Argalus Waldo Starks (March 10, 1804June 28, 1870) was an American farmer, politician, and Wisconsin pioneer.  He served as the 3rd State Prison Commissioner of Wisconsin and later served 6 years in the Wisconsin Legislature, representing Sauk County.

Biography

Born in Williamsburg, Massachusetts, Starks lived in Jefferson County, New York, and then in Albany, New York.  He served on the Albany City Council while living in Albany, New York.

He moved to Milwaukee, Wisconsin Territory, around 1840, and began operating a stage coach line from Milwaukee to Watertown.  He became involved with the Democratic Party organization in Milwaukee and was appointed City Marshall, and was nominated for Sheriff of Milwaukee County, but was not elected.

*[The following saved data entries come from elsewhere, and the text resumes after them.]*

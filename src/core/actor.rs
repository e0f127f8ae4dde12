//! # LinkActor: one store's connection manager.
//!
//! Owns the reconnect loop of a single link (one store, one generation):
//! - connects through the context [`Connector`](crate::transport::Connector),
//! - runs the open socket via [`run_session`],
//! - delays reconnects per the store's [`BackoffPolicy`](crate::BackoffPolicy),
//! - stops as soon as its [`CancellationToken`] is cancelled.
//!
//! ## Event flow
//! ```text
//! Connecting(attempt) → [connect] → Connected → [session] → Disconnected
//!                                 → ConnectFailed
//! then:
//!   → BackoffScheduled(retry, delay) → [sleep] → Connecting(attempt + 1)
//! ```
//!
//! ## Architecture
//! ```text
//! Store::subscribe (first observer) ──► Shared::start_link ──► LinkActor::run()
//!
//! loop {
//!   ├─► enter_connecting(gen)      (exit if a newer link replaced this one)
//!   ├─► before_open hook
//!   ├─► connector.connect(endpoint)
//!   │       ├─ Ok  → retries = 0, run_session() until close/error/cancel
//!   │       └─ Err → publish ConnectFailed
//!   ├─► delay = backoff.delay(retries); retries += 1
//!   ├─► enter_closed(gen), publish BackoffScheduled
//!   └─► sleep(delay)                (cancellable)
//! }
//! ```
//!
//! ## Rules
//! - Attempts run **sequentially** (never two sockets for one link)
//! - The retry counter **resets on every successful open**
//! - Cancellation is observed during the hook, the connect and the sleep;
//!   cancelling an already cancelled link is a no-op

use std::sync::Arc;

use tokio::{select, sync::mpsc, time};
use tokio_util::sync::CancellationToken;

use crate::bootstrap::seed_link;
use crate::core::link::Shared;
use crate::core::session::run_session;
use crate::events::EventKind;

/// Connection manager for one link generation of a store.
pub(crate) struct LinkActor<In> {
    shared: Arc<Shared<In>>,
    generation: u64,
    token: CancellationToken,
    outbound: mpsc::UnboundedReceiver<String>,
}

impl<In: Send + Sync + 'static> LinkActor<In> {
    pub fn new(
        shared: Arc<Shared<In>>,
        generation: u64,
        token: CancellationToken,
        outbound: mpsc::UnboundedReceiver<String>,
    ) -> Self {
        Self {
            shared,
            generation,
            token,
            outbound,
        }
    }

    /// Runs until the link is cancelled or superseded.
    pub async fn run(mut self) {
        let shared = Arc::clone(&self.shared);
        let settings = &shared.settings;
        let mut retries: u32 = 0;
        let mut attempt: u32 = 0;

        if let Some(source) = settings.seed.clone() {
            shared.env.runtime.spawn(seed_link(
                Arc::clone(&shared),
                source,
                self.token.child_token(),
            ));
        }

        loop {
            if self.token.is_cancelled() || !shared.enter_connecting(self.generation) {
                break;
            }
            attempt = attempt.saturating_add(1);
            shared.publish(shared.event(EventKind::Connecting).with_attempt(attempt));

            if let Some(hook) = &settings.hooks.before_open {
                select! {
                    _ = hook.call() => {}
                    _ = self.token.cancelled() => break,
                }
            }

            let connected = select! {
                res = shared.env.connector.connect(&settings.endpoint) => res,
                _ = self.token.cancelled() => break,
            };
            match connected {
                Ok(transport) => {
                    retries = 0;
                    run_session(
                        &shared,
                        self.generation,
                        &self.token,
                        transport,
                        &mut self.outbound,
                        attempt,
                    )
                    .await;
                }
                Err(e) => shared.publish(
                    shared
                        .event(EventKind::ConnectFailed)
                        .with_attempt(attempt)
                        .with_reason(e.as_message()),
                ),
            }

            if self.token.is_cancelled() || !shared.enter_closed(self.generation) {
                break;
            }
            let delay = settings.backoff.delay(retries);
            retries = retries.saturating_add(1);
            shared.publish(
                shared
                    .event(EventKind::BackoffScheduled)
                    .with_attempt(retries)
                    .with_delay(delay),
            );

            select! {
                _ = time::sleep(delay) => {}
                _ = self.token.cancelled() => break,
            }
        }
    }
}
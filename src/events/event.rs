//! # Runtime events emitted by stores and their connection managers.
//!
//! The [`EventKind`] enum classifies event types across four categories:
//! - **Link events**: a store gained its first observer or lost its last one
//! - **Connection events**: connect attempts, open/close, scheduled retries
//! - **Frame events**: rejected inbound frames, deferred/dropped/failed sends, seeding
//! - **Runtime events**: observer/subscriber panics, overflow, shutdown
//!
//! The [`Event`] struct carries the store name, attempt numbers, delays and reasons.
//!
//! ## Ordering
//! `seq` is taken from one process-wide counter at construction, so it is
//! unique and increasing across all contexts. [`StatusBoard`](crate::StatusBoard) relies on it to ignore stale connect/disconnect reports.
//!
//! ## Example
//! ```rust
//! use std::time::Duration;
//! use wirestate::{Event, EventKind};
//!
//! let ev = Event::new(EventKind::BackoffScheduled)
//!     .with_store("status")
//!     .with_attempt(3)
//!     .with_delay(Duration::from_secs(10));
//!
//! assert_eq!(ev.kind, EventKind::BackoffScheduled);
//! assert_eq!(ev.store.as_deref(), Some("status"));
//! assert_eq!(ev.delay_ms, Some(10_000));
//! ```

use std::sync::Arc;
use std::sync::atomic::{AtomicU64, Ordering as AtomicOrdering};
use std::time::{Duration, SystemTime};

static EVENT_SEQ: AtomicU64 = AtomicU64::new(1);

/// What an [`Event`] reports.
#[derive(Debug, Clone, Copy, PartialEq, Eq, Hash)]
pub enum EventKind {
    // === Link events ===
    /// First observer subscribed; a connection manager was started.
    ///
    /// Sets: `store`
    LinkStarted,

    /// Last observer left (or the store was torn down); timer cancelled, socket closed.
    ///
    /// Sets: `store`
    LinkStopped,

    // === Connection events ===
    /// A connect attempt is starting.
    ///
    /// Sets: `store`, `attempt` (1-based, per link)
    Connecting,

    /// The socket opened; the retry counter was reset.
    ///
    /// Sets: `store`, `attempt`
    Connected,

    /// The connect attempt failed.
    ///
    /// Sets: `store`, `attempt`, `reason`
    ConnectFailed,

    /// An open socket closed (remote close, error, or teardown).
    ///
    /// Sets: `store`, `reason`
    Disconnected,

    /// Reconnect timer armed.
    ///
    /// Sets: `store`, `attempt` (retry counter after increment), `delay_ms`
    BackoffScheduled,

    // === Frame events ===
    /// An inbound frame could not be decoded; the cached value is unchanged.
    ///
    /// Sets: `store`, `reason`
    FrameRejected,

    /// Outbound frame kept as the pending send until the socket opens.
    ///
    /// Sets: `store`, `reason` (`"replaced"` when an earlier pending frame was overwritten)
    SendDeferred,

    /// Outbound frame discarded because the socket is not open.
    ///
    /// Sets: `store`, `reason` (only when the frame was lost with a closing socket)
    SendDropped,

    /// Writing an outbound frame to an open socket failed.
    ///
    /// Sets: `store`, `reason`
    SendFailed,

    /// Initial value fetched from the companion HTTP endpoint was applied.
    ///
    /// Sets: `store`, `attempt`
    SeedApplied,

    /// Companion HTTP fetch (or its decode) failed.
    ///
    /// Sets: `store`, `attempt`, `reason`
    SeedFailed,

    // === Runtime events ===
    /// A value observer panicked during fan-out.
    ///
    /// Sets: `store`, `reason`
    ObserverPanicked,

    /// An event subscriber dropped an event (queue full or worker closed).
    ///
    /// Sets: `store` (subscriber name), `reason`
    SubscriberOverflow,

    /// An event subscriber panicked while handling an event.
    ///
    /// Sets: `store` (subscriber name), `reason`
    SubscriberPanicked,

    /// Shutdown requested (OS signal or explicit call).
    ShutdownRequested,
}

impl EventKind {
    /// Short stable label (snake_case) for logs/metrics.
    pub fn as_label(&self) -> &'static str {
        match self {
            EventKind::LinkStarted => "link_started",
            EventKind::LinkStopped => "link_stopped",
            EventKind::Connecting => "connecting",
            EventKind::Connected => "connected",
            EventKind::ConnectFailed => "connect_failed",
            EventKind::Disconnected => "disconnected",
            EventKind::BackoffScheduled => "backoff_scheduled",
            EventKind::FrameRejected => "frame_rejected",
            EventKind::SendDeferred => "send_deferred",
            EventKind::SendDropped => "send_dropped",
            EventKind::SendFailed => "send_failed",
            EventKind::SeedApplied => "seed_applied",
            EventKind::SeedFailed => "seed_failed",
            EventKind::ObserverPanicked => "observer_panicked",
            EventKind::SubscriberOverflow => "subscriber_overflow",
            EventKind::SubscriberPanicked => "subscriber_panicked",
            EventKind::ShutdownRequested => "shutdown_requested",
        }
    }
}

/// One thing that happened to a store link or to the event plumbing.
///
/// Which optional fields are filled depends on [`EventKind`]; see the
/// `Sets:` line on each variant.
#[derive(Clone, Debug)]
pub struct Event {
    /// Process-wide publication order.
    pub seq: u64,
    pub at: SystemTime,
    pub kind: EventKind,
    /// Store name; subscriber name for `Subscriber*` kinds.
    pub store: Option<Arc<str>>,
    pub attempt: Option<u32>,
    /// Reconnect or seed delay, saturated at `u32::MAX` ms.
    pub delay_ms: Option<u32>,
    pub reason: Option<Arc<str>>,
}

impl Event {
    /// Stamps a fresh event with the next `seq` and the current time.
    pub fn new(kind: EventKind) -> Self {
        Self {
            seq: EVENT_SEQ.fetch_add(1, AtomicOrdering::Relaxed),
            at: SystemTime::now(),
            kind,
            store: None,
            attempt: None,
            delay_ms: None,
            reason: None,
        }
    }

    pub fn with_store(self, store: impl Into<Arc<str>>) -> Self {
        Self {
            store: Some(store.into()),
            ..self
        }
    }

    pub fn with_attempt(self, attempt: u32) -> Self {
        Self {
            attempt: Some(attempt),
            ..self
        }
    }

    pub fn with_delay(self, delay: Duration) -> Self {
        let ms = u32::try_from(delay.as_millis()).unwrap_or(u32::MAX);
        Self {
            delay_ms: Some(ms),
            ..self
        }
    }

    pub fn with_reason(self, reason: impl Into<Arc<str>>) -> Self {
        Self {
            reason: Some(reason.into()),
            ..self
        }
    }

    /// `delay_ms` as a [`Duration`].
    pub fn delay(&self) -> Option<Duration> {
        self.delay_ms.map(|ms| Duration::from_millis(u64::from(ms)))
    }

    pub(crate) fn subscriber_overflow(sink: &'static str, reason: &'static str) -> Self {
        Event::new(EventKind::SubscriberOverflow)
            .with_store(sink)
            .with_reason(reason)
    }

    pub(crate) fn subscriber_panicked(sink: &'static str, message: String) -> Self {
        Event::new(EventKind::SubscriberPanicked)
            .with_store(sink)
            .with_reason(message)
    }

    pub(crate) fn is_subscriber_overflow(&self) -> bool {
        self.kind == EventKind::SubscriberOverflow
    }
}

/// Extracts a readable message from a caught panic payload.
pub(crate) fn panic_message(payload: &(dyn std::any::Any + Send)) -> String {
    if let Some(msg) = payload.downcast_ref::<&'static str>() {
        (*msg).to_string()
    } else if let Some(msg) = payload.downcast_ref::<String>() {
        msg.clone()
    } else {
        "unknown panic".to_string()
    }
}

In the late 1840s, he supported the Free Soil Party, but ultimately returned to the Democratic Party.  He moved to Sauk County in 1852, and in 1853 he was chosen as the Democratic nominee for the new office of State Prison Commissioner.  Prior to 1853, the state had a board of prison commissioners appointed by the Governor; an 1853 law established the elected position of State Prison Commissioner, which office was temporarily held by an appointee of the Governor until the Fall general election of 1853.

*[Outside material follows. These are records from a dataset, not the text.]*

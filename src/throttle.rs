//! # Rate-limited sends.
//!
//! [`Throttled`] wraps a store so that at most one frame per interval goes
//! out, while the most recent value always gets through.
//!
//! ```text
//! set(a) t=0.0  → sent now
//! set(b) t=0.2  → held (trailing)
//! set(c) t=0.5  → replaces b
//!        t=1.0  → c sent
//! set(d) t=2.5  → sent now
//! ```
//!
//! Local echo is unaffected by the throttle: on a `ReadWrite` store the
//! cached value follows every `set` only once its frame is handed over, so
//! observers see the values that were actually sent.

use std::sync::{Arc, Mutex, PoisonError};
use std::time::Duration;

use tokio::time::{self, Instant};
use tracing::warn;

use crate::error::StoreError;
use crate::store::{Store, StoreMode};

struct Window<Out> {
    last_sent: Option<Instant>,
    trailing: Option<Out>,
    scheduled: bool,
}

/// A store whose `set` is limited to one send per interval.
pub struct Throttled<In, Out = In> {
    store: Store<In, Out>,
    interval: Duration,
    window: Arc<Mutex<Window<Out>>>,
}

impl<In, Out> Clone for Throttled<In, Out> {
    fn clone(&self) -> Self {
        Self {
            store: self.store.clone(),
            interval: self.interval,
            window: Arc::clone(&self.window),
        }
    }
}

impl<In, Out> Throttled<In, Out>
where
    In: Send + Sync + 'static,
    Out: Send + 'static,
{
    /// Wraps `store`; sends are spaced by at least `interval`.
    pub fn new(store: Store<In, Out>, interval: Duration) -> Self {
        Self {
            store,
            interval,
            window: Arc::new(Mutex::new(Window {
                last_sent: None,
                trailing: None,
                scheduled: false,
            })),
        }
    }

    /// The wrapped store.
    pub fn store(&self) -> &Store<In, Out> {
        &self.store
    }

    /// Sends now if the interval elapsed, otherwise schedules one trailing send.
    ///
    /// Usage errors are returned immediately; errors of a trailing send are logged.
    pub fn set(&self, value: Out) -> Result<(), StoreError> {
        if self.store.mode() == StoreMode::ReadOnly {
            return self.store.set(value);
        }
        let now = Instant::now();
        let mut window = self.window.lock().unwrap_or_else(PoisonError::into_inner);

        let wait = match window.last_sent {
            Some(at) => self.interval.saturating_sub(now.duration_since(at)),
            None => Duration::ZERO,
        };
        if wait.is_zero() && !window.scheduled {
            window.last_sent = Some(now);
            drop(window);
            return self.store.set(value);
        }

        window.trailing = Some(value);
        if !window.scheduled {
            window.scheduled = true;
            let store = self.store.clone();
            let shared_window = Arc::clone(&self.window);
            let runtime = store.runtime().clone();
            runtime.spawn(async move {
                time::sleep(wait).await;
                let next = {
                    let mut window = shared_window
                        .lock()
                        .unwrap_or_else(PoisonError::into_inner);
                    window.scheduled = false;
                    window.last_sent = Some(Instant::now());
                    window.trailing.take()
                };
                if let Some(value) = next {
                    if let Err(e) = store.set(value) {
                        warn!(store = store.name(), error = %e, "trailing send failed");
                    }
                }
            });
        }
        Ok(())
    }
}

#[cfg(test)]
mod tests {
    use super::*;
    use crate::transport::memory::MemoryConnector;
    use crate::{Config, ContextBuilder, StoreSpec};

    #[tokio::test(start_paused = true)]
    async fn leading_then_single_trailing_send() {
        let connector = Arc::new(MemoryConnector::new());
        let ctx = ContextBuilder::new(Config::default())
            .with_connector(connector.clone())
            .build()
            .unwrap();
        let store = ctx
            .store(StoreSpec::writable("settings", "ws://lab/usersettings", 0_u32))
            .unwrap();
        let _sub = store.subscribe(|_| {});
        let mut peer = connector.accept().await.unwrap();
        while store.state() != crate::ConnectionState::Open {
            tokio::task::yield_now().await;
        }

        let throttled = Throttled::new(store.clone(), Duration::from_secs(1));
        throttled.set(1).unwrap();
        throttled.set(2).unwrap();
        throttled.set(3).unwrap();

        assert_eq!(peer.recv().await.as_deref(), Some("1"));
        let before = Instant::now();
        assert_eq!(peer.recv().await.as_deref(), Some("3"));
        assert!(Instant::now() - before >= Duration::from_millis(999));
        assert_eq!(*store.get(), 3);

        time::sleep(Duration::from_secs(5)).await;
        assert!(peer.drain().is_empty());
        throttled.set(4).unwrap();
        assert_eq!(peer.recv().await.as_deref(), Some("4"));
    }

    #[tokio::test]
    async fn read_only_is_rejected_immediately() {
        let ctx = ContextBuilder::new(Config::default())
            .with_connector(Arc::new(MemoryConnector::refusing()))
            .build()
            .unwrap();
        let store = ctx
            .store(StoreSpec::<u32, ()>::readable("ro", "ws://lab/ro", 0))
            .unwrap();
        let throttled = Throttled::new(store, Duration::from_secs(1));
        assert!(throttled.set(()).unwrap_err().is_usage());
    }
}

His main opponent in the 1853 election was Free Soil candidate Sherman M. Booth, who would—the following year—become famous for his effort to free Joshua Glover in defiance of federal fugitive slave laws.

Starks won the election and was regarded as a fair and honest officeholder—in contrast to Governor William A. Barstow and other state officials of his time, who were implicated in a major bribery investigation.  Starks was seen as refusing that influence, and came under attack from Governor Barstow and his allies.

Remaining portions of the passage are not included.